What you are asked to do:
"TaxBreakdown" appears in how many lines of the entries? State only the number.

Dataset extract:
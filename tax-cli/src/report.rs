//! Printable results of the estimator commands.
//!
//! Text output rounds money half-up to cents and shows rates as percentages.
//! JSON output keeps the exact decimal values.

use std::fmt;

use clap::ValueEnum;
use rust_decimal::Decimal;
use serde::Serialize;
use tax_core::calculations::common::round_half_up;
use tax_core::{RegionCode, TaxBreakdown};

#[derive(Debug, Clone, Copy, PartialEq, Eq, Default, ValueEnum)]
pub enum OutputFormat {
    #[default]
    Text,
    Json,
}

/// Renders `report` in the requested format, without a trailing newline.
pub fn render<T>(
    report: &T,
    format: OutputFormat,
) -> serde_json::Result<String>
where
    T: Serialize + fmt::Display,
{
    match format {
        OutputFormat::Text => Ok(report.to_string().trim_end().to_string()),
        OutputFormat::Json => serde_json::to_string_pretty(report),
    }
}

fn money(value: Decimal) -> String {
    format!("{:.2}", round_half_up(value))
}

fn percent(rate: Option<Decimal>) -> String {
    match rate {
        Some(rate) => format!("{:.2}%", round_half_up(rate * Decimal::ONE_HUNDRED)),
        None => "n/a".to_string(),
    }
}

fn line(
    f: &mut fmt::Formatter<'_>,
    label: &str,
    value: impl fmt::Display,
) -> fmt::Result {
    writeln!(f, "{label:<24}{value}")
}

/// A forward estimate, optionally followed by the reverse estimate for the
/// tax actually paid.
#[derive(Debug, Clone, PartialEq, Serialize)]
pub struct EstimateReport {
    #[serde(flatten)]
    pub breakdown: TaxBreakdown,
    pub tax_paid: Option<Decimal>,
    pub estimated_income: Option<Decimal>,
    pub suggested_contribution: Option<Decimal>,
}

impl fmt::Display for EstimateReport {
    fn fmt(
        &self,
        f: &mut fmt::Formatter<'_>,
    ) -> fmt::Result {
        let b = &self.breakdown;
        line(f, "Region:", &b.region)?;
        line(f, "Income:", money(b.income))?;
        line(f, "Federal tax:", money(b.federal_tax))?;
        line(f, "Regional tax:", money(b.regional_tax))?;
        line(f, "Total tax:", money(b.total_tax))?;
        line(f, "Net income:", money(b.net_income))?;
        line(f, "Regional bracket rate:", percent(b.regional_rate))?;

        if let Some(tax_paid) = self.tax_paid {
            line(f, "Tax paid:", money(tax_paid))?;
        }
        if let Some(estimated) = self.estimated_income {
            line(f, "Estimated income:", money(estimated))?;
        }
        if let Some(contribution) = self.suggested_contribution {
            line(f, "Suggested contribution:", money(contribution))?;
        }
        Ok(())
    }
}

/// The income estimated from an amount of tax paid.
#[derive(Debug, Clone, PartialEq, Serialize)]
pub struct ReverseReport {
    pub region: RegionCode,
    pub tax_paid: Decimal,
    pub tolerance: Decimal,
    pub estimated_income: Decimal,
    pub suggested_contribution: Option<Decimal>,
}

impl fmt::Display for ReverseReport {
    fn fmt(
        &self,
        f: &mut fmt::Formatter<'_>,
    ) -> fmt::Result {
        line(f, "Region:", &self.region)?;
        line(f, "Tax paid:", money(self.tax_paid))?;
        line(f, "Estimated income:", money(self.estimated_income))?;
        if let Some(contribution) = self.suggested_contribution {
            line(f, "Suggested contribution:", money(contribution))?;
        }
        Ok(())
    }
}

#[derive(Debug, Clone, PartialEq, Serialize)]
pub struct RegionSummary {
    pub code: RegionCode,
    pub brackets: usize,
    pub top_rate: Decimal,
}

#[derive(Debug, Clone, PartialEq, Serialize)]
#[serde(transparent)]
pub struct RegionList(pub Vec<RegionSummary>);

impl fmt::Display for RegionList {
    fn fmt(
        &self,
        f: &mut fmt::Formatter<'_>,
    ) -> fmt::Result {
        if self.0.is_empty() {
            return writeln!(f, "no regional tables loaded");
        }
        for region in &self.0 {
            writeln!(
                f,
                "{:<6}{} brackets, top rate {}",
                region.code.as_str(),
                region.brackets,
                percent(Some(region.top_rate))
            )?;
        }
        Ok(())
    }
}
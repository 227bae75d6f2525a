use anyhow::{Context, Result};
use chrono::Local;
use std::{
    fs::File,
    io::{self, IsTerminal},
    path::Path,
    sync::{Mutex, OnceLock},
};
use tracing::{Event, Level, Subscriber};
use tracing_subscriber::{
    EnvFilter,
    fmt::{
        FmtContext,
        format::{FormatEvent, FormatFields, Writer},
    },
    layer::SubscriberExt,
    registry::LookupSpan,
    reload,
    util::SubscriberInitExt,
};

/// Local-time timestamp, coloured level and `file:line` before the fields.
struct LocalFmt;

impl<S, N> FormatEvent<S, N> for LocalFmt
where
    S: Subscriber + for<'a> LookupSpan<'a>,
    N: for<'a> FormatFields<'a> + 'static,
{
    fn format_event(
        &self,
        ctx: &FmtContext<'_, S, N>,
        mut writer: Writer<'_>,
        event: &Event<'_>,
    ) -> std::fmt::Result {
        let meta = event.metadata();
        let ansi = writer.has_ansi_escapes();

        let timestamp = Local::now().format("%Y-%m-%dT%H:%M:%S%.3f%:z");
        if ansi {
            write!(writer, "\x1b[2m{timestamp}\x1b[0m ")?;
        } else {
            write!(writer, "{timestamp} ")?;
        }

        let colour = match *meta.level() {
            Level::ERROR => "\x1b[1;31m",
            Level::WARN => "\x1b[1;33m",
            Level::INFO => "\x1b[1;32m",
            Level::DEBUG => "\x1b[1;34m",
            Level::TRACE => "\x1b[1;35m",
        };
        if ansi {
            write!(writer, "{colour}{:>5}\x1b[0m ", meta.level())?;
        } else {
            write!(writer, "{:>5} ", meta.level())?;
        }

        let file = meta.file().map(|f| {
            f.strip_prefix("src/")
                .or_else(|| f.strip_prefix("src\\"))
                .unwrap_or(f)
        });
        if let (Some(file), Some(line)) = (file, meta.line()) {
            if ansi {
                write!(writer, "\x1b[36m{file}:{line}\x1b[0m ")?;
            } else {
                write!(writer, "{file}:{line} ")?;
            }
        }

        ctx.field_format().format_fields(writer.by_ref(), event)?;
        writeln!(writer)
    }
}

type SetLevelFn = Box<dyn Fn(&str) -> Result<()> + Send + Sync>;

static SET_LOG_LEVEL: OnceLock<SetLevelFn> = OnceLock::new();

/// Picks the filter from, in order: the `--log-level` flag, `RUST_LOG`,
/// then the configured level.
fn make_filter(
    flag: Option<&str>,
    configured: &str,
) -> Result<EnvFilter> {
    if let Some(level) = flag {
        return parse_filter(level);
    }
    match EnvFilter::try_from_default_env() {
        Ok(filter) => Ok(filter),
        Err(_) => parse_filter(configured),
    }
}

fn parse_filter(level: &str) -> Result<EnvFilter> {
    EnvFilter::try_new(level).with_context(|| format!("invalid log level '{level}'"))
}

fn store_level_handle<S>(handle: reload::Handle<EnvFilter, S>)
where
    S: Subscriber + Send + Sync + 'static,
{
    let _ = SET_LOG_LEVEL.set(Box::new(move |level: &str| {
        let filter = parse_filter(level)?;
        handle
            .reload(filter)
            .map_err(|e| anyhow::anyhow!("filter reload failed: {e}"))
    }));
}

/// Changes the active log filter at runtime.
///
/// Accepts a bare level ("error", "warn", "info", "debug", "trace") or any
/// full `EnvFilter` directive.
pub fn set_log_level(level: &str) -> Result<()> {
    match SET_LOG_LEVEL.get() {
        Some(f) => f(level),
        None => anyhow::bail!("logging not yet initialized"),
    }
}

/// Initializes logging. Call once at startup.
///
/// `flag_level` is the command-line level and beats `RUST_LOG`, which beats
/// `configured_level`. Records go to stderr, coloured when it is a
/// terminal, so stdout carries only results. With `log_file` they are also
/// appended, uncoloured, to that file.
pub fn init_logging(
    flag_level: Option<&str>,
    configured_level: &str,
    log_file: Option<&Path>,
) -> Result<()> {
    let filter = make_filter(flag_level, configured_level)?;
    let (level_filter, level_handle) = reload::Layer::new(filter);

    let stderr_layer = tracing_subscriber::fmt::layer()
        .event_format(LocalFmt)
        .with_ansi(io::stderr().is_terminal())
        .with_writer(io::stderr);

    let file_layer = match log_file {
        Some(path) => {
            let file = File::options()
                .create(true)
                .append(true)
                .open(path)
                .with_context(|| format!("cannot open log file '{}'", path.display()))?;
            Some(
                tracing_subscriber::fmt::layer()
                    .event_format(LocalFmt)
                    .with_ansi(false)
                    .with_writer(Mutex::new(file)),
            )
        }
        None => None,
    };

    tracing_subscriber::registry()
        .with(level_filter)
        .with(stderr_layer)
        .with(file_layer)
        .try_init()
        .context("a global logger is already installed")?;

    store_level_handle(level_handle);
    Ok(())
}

Output of the task:
2